Data under study »
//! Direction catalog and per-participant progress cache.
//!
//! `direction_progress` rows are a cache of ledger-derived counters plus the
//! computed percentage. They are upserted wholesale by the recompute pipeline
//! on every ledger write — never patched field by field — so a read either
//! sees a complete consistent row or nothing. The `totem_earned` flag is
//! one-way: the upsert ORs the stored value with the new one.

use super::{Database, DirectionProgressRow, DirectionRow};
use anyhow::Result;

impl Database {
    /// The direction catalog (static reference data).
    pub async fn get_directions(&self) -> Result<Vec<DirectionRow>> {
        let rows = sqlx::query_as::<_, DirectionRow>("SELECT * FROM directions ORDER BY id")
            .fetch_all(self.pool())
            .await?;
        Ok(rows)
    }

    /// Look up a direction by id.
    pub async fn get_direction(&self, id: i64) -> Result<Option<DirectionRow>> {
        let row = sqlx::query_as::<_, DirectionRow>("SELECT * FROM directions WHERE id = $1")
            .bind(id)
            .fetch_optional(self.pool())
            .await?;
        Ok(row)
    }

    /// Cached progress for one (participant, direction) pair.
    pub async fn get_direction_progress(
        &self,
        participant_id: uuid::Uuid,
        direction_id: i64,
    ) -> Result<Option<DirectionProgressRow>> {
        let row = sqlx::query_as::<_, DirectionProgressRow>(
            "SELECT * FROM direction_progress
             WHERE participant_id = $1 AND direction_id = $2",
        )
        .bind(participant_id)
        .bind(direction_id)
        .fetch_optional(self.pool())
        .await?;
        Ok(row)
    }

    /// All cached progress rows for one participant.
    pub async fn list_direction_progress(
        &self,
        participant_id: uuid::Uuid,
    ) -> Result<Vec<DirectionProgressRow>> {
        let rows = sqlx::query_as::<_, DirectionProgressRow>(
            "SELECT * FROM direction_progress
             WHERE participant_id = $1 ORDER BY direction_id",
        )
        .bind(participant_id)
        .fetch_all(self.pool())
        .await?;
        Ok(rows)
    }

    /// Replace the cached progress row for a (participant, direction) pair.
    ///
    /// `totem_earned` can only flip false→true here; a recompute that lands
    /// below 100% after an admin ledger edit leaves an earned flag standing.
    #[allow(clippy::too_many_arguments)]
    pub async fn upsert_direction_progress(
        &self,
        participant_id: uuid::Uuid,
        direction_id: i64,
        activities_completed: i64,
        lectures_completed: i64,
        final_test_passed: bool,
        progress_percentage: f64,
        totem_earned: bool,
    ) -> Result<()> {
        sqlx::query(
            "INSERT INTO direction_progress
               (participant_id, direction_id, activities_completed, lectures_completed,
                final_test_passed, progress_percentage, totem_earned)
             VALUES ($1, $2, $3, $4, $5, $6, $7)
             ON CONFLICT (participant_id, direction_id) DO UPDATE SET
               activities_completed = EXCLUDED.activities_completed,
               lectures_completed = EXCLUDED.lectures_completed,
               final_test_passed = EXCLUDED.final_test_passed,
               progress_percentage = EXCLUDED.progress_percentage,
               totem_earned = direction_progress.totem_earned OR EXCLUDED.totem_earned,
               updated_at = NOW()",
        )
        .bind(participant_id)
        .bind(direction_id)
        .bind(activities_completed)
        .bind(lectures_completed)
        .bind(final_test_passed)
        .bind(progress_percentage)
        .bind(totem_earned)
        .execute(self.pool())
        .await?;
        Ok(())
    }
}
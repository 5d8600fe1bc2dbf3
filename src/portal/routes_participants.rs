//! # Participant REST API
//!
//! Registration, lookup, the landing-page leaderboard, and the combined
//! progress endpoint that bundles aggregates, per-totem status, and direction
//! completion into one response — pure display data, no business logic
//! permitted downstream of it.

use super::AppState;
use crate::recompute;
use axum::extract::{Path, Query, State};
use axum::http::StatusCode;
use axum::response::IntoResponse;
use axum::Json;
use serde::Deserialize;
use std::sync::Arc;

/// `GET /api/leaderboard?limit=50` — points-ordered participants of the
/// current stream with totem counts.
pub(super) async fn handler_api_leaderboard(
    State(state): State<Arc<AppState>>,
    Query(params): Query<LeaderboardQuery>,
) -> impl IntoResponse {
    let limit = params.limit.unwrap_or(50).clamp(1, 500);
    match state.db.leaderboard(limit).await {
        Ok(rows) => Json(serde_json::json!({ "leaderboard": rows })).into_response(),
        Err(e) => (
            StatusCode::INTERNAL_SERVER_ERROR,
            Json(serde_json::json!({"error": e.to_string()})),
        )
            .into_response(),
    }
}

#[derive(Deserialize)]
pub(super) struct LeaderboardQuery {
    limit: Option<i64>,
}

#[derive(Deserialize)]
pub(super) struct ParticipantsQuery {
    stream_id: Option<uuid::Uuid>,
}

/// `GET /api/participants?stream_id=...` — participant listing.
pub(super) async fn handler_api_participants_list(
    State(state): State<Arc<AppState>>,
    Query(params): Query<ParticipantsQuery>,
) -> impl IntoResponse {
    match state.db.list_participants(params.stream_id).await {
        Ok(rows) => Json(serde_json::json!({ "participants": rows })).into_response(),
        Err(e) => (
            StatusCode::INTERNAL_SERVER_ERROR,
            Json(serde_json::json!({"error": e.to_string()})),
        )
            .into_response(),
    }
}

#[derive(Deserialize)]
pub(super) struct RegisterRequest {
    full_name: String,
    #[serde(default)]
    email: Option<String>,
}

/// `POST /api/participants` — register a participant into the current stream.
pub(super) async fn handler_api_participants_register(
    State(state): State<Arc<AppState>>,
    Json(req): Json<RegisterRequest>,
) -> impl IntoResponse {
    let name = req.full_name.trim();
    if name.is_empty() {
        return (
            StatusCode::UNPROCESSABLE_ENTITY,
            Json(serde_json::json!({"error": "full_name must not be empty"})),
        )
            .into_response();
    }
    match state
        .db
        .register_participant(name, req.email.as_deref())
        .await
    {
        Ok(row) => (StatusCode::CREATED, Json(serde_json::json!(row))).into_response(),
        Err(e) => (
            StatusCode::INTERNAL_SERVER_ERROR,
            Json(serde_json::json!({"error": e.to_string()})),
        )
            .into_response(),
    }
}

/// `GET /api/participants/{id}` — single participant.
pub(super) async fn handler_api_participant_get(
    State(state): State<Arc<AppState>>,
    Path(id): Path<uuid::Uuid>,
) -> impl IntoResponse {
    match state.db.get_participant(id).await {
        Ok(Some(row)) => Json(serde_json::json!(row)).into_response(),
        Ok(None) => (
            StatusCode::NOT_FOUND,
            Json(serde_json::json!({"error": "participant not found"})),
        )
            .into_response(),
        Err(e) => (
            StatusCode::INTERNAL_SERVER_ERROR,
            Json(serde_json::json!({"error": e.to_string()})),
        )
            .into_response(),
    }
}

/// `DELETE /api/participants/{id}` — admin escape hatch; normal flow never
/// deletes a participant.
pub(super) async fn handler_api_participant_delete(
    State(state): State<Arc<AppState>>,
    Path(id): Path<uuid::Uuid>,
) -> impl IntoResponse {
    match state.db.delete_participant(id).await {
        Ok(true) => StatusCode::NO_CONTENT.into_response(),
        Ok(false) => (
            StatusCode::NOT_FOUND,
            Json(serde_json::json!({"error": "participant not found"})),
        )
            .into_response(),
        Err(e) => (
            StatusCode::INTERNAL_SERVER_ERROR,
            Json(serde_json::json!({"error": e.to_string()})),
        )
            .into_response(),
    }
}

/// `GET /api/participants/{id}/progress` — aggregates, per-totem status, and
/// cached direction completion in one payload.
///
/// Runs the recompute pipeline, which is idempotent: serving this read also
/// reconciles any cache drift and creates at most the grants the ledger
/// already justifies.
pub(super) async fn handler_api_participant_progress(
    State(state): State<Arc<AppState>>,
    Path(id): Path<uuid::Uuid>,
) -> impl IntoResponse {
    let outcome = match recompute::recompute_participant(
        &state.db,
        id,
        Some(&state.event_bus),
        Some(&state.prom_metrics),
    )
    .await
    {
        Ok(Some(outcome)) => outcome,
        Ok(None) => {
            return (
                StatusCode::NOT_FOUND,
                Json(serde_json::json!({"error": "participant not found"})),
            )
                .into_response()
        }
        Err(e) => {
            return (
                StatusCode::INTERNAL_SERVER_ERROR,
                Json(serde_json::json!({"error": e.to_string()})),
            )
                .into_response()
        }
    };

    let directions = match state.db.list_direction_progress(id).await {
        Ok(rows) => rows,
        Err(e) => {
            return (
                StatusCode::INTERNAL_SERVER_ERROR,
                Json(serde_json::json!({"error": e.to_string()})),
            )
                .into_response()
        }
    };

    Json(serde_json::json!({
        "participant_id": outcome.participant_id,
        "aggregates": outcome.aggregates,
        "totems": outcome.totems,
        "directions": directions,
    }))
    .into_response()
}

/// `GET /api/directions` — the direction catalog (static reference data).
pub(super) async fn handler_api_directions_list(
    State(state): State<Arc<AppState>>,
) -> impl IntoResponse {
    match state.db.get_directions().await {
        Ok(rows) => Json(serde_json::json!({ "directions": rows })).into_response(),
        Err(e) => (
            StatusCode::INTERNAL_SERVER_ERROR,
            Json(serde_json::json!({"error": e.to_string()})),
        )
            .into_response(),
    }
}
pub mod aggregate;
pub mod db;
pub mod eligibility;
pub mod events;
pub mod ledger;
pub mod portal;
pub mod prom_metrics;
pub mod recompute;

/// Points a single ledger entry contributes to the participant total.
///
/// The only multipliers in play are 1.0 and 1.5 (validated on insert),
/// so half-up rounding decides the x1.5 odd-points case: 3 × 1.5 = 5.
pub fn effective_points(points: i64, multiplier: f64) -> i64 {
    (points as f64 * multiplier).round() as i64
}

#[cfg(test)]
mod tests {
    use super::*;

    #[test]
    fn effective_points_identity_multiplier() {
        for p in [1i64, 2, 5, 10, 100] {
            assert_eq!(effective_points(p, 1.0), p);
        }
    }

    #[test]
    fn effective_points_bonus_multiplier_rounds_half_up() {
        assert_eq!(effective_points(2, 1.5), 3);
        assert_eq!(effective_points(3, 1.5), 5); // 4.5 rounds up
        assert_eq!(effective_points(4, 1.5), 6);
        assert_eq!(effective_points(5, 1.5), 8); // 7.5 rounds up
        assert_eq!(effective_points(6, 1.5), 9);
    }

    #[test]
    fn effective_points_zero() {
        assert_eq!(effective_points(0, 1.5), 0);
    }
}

* * *

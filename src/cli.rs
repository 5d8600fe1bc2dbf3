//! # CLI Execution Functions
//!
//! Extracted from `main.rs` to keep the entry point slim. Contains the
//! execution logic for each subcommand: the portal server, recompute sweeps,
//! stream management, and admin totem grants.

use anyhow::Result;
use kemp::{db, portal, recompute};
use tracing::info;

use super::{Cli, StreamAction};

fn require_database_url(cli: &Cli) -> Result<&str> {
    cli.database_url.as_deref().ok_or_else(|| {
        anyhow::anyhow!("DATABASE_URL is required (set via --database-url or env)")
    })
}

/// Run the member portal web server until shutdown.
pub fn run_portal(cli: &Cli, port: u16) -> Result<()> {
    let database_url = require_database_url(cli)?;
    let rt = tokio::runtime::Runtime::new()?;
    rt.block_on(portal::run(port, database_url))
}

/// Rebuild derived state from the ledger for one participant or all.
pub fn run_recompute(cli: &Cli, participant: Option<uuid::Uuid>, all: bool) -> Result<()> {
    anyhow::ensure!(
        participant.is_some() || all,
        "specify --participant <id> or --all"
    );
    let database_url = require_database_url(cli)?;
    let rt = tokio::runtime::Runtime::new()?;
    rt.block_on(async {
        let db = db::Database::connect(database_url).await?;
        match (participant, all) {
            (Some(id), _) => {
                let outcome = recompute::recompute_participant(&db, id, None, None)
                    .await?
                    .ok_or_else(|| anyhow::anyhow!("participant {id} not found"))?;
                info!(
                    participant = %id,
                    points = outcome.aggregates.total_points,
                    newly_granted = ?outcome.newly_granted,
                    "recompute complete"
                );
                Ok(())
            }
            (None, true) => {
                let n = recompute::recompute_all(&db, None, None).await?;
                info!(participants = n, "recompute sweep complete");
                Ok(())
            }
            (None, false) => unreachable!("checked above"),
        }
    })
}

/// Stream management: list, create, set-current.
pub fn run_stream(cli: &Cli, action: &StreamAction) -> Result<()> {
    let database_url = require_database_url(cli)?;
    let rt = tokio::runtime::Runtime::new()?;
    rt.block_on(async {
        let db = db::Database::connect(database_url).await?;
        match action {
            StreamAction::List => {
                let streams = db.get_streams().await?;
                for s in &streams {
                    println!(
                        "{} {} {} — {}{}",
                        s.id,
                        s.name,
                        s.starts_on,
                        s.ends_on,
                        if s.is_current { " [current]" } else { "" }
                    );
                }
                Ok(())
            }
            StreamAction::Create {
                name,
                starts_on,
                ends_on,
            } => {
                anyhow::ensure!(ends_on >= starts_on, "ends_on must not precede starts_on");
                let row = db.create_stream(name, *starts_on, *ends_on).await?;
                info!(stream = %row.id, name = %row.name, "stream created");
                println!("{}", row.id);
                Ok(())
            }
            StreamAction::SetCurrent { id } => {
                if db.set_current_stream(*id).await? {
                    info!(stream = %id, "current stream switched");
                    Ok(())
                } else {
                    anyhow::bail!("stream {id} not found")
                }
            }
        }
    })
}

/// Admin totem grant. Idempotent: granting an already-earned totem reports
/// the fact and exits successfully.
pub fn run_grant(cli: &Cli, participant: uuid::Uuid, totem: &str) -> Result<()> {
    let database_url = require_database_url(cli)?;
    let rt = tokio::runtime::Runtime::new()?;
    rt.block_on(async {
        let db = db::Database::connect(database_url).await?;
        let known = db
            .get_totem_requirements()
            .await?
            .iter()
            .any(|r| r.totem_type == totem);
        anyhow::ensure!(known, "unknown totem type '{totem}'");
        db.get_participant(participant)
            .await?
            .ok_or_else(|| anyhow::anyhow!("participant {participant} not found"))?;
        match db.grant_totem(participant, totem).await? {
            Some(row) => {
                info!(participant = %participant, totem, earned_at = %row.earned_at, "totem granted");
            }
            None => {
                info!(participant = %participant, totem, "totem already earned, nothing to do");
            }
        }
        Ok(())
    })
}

--

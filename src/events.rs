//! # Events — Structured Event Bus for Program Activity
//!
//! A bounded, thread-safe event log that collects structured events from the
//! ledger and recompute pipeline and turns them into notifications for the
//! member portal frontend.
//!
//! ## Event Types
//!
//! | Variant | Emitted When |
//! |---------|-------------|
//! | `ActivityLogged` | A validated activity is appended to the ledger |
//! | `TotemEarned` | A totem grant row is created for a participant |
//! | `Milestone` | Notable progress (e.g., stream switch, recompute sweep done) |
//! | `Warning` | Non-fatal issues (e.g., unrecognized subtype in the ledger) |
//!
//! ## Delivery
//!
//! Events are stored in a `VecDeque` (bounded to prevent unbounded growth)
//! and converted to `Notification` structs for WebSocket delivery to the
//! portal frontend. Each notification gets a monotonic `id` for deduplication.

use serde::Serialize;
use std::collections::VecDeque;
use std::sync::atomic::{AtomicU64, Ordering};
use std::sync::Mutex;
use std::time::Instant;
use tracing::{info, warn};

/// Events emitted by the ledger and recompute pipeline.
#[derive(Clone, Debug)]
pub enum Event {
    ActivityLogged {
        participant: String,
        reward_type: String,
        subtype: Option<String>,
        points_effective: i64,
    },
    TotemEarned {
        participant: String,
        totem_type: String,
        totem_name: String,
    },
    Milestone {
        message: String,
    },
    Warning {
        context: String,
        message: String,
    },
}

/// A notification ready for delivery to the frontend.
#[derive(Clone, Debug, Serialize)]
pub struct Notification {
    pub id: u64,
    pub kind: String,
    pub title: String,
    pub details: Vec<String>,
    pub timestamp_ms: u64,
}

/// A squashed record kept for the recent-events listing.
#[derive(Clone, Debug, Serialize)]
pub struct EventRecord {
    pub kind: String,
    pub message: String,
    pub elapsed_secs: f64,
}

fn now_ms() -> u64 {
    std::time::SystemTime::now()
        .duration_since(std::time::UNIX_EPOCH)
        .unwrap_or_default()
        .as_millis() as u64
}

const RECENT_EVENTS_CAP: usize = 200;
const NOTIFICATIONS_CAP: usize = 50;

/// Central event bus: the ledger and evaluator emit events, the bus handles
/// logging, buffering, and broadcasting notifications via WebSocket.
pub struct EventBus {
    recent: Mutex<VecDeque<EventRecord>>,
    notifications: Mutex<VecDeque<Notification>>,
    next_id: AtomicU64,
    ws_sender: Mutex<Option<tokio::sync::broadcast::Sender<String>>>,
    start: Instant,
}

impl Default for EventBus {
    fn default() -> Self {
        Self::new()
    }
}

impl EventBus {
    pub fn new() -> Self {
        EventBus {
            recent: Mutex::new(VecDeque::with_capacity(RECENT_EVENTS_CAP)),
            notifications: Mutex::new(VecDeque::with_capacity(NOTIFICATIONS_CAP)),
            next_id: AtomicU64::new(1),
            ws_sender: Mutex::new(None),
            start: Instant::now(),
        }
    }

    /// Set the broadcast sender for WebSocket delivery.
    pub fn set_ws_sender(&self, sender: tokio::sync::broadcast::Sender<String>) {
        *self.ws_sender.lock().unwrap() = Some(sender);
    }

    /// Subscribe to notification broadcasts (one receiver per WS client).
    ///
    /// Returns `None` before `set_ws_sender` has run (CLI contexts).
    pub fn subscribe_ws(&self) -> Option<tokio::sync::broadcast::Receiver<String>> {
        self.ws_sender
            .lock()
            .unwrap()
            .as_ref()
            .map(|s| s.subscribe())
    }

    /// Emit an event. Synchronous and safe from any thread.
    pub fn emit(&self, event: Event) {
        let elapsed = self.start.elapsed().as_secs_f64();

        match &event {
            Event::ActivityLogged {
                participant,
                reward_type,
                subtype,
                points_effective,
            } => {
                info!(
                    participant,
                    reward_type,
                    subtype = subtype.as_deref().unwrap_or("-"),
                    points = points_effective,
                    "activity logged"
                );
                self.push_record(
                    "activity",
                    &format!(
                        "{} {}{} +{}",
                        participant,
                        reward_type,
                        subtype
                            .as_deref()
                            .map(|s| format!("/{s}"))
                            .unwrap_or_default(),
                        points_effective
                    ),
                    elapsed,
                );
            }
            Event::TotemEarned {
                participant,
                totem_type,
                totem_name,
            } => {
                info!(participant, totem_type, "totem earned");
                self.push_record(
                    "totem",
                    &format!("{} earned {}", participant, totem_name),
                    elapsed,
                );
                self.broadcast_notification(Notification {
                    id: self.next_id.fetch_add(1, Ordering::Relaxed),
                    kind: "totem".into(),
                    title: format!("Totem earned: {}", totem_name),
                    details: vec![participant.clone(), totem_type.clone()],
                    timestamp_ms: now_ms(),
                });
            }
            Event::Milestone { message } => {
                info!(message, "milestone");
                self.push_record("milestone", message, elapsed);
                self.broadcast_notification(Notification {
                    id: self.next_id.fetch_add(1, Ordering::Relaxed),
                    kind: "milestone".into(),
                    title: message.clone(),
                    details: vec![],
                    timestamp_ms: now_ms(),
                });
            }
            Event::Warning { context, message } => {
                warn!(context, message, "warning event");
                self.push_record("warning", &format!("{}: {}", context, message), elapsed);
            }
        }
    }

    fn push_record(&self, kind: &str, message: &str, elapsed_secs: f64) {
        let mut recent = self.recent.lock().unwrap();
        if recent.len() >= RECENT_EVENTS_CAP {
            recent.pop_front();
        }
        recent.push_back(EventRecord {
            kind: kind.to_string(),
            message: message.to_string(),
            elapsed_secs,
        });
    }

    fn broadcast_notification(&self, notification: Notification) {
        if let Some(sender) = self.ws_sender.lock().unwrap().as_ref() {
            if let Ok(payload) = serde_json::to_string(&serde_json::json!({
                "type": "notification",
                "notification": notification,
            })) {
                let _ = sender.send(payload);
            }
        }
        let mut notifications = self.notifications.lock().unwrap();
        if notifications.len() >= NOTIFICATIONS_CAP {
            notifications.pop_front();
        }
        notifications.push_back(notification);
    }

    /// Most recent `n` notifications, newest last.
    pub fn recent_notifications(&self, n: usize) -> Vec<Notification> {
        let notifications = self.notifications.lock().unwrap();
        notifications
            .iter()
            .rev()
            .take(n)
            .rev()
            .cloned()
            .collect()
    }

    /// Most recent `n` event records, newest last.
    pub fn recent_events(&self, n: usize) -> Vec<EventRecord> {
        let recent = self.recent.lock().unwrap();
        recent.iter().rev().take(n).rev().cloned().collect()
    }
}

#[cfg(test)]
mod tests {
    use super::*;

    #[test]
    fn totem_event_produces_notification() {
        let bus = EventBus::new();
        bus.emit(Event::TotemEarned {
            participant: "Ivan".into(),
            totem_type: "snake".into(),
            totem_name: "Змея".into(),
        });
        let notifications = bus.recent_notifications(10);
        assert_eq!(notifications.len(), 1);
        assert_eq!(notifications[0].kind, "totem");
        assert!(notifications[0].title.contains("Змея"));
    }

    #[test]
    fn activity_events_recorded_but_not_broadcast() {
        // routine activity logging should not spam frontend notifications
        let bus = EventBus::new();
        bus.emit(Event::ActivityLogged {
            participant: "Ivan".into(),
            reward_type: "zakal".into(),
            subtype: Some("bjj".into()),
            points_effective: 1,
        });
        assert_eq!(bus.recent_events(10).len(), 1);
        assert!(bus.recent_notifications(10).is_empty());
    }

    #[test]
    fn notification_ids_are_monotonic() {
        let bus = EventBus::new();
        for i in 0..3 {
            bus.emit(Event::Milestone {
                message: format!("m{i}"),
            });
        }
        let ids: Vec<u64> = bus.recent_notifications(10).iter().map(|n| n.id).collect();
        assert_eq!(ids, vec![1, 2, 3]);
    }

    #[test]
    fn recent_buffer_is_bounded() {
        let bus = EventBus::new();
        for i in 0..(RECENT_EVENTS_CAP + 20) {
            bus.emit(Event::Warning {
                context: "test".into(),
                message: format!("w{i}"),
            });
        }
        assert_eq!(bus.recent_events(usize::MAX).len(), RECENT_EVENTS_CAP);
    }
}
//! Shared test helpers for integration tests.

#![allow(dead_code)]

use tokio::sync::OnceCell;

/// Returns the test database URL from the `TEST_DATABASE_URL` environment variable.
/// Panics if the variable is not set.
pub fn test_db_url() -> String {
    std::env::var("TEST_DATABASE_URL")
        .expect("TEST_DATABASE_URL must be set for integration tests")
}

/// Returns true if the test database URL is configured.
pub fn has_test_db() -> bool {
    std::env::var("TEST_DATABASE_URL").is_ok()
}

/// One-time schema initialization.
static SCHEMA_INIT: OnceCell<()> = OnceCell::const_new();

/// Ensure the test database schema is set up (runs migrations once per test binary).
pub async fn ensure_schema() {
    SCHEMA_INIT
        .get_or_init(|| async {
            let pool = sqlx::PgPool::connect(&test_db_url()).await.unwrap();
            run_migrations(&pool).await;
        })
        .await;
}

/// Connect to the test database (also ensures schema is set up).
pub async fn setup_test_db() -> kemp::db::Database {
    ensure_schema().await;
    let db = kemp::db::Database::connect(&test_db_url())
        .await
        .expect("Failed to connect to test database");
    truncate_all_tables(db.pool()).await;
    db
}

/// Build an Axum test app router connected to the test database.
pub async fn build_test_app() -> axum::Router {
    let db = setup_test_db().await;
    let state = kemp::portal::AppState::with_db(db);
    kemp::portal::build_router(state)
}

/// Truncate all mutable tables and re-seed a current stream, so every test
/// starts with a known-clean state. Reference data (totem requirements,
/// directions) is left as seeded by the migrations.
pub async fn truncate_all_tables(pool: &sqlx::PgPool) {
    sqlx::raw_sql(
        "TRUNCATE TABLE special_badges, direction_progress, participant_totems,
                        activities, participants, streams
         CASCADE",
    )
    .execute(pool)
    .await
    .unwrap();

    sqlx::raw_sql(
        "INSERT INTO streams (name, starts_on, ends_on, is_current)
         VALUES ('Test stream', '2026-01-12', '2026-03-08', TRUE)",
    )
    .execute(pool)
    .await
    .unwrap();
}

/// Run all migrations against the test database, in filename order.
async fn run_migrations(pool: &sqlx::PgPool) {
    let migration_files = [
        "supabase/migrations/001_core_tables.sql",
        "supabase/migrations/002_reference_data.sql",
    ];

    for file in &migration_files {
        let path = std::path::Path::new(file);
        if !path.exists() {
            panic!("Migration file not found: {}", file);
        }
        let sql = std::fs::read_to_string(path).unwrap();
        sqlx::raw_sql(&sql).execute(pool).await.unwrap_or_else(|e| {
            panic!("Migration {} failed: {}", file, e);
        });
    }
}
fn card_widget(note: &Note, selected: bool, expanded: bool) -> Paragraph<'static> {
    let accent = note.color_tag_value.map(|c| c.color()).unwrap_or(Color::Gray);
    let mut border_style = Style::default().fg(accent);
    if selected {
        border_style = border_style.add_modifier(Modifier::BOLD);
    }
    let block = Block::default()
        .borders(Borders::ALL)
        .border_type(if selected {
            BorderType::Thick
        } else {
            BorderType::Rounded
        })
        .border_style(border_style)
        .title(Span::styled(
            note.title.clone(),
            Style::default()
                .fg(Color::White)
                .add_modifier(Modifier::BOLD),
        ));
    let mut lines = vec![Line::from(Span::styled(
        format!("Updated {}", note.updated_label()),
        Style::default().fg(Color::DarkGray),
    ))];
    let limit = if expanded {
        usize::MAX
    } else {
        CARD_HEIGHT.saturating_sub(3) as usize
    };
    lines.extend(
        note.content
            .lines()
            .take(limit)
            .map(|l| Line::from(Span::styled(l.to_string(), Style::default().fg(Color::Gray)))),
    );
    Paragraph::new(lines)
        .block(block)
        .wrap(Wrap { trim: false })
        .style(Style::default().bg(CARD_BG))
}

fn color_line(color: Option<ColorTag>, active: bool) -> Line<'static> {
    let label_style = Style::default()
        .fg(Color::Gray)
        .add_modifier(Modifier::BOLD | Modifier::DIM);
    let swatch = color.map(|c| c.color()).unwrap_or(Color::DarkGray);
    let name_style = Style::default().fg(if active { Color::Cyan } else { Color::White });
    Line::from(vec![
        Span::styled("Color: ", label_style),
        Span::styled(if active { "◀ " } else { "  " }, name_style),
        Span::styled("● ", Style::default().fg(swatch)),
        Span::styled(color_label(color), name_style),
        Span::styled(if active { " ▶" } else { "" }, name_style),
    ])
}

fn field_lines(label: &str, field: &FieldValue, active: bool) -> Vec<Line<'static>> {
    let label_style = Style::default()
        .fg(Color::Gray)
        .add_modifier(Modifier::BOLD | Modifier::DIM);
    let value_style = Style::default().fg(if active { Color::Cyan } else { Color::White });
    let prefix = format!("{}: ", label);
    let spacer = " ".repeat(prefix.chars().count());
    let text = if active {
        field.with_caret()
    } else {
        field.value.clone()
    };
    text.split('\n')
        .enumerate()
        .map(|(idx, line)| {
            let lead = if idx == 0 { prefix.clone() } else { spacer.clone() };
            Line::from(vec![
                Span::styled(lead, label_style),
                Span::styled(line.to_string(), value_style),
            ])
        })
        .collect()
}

Task objective » Retype only the lines above between the line with "per-participant progress cache." and the line with "a read either", counting those two lines as well, and keep every character as it is.

Answer to the problem »
//! Direction catalog and per-participant progress cache.
//!
//! `direction_progress` rows are a cache of ledger-derived counters plus the
//! computed percentage. They are upserted wholesale by the recompute pipeline
//! on every ledger write — never patched field by field — so a read either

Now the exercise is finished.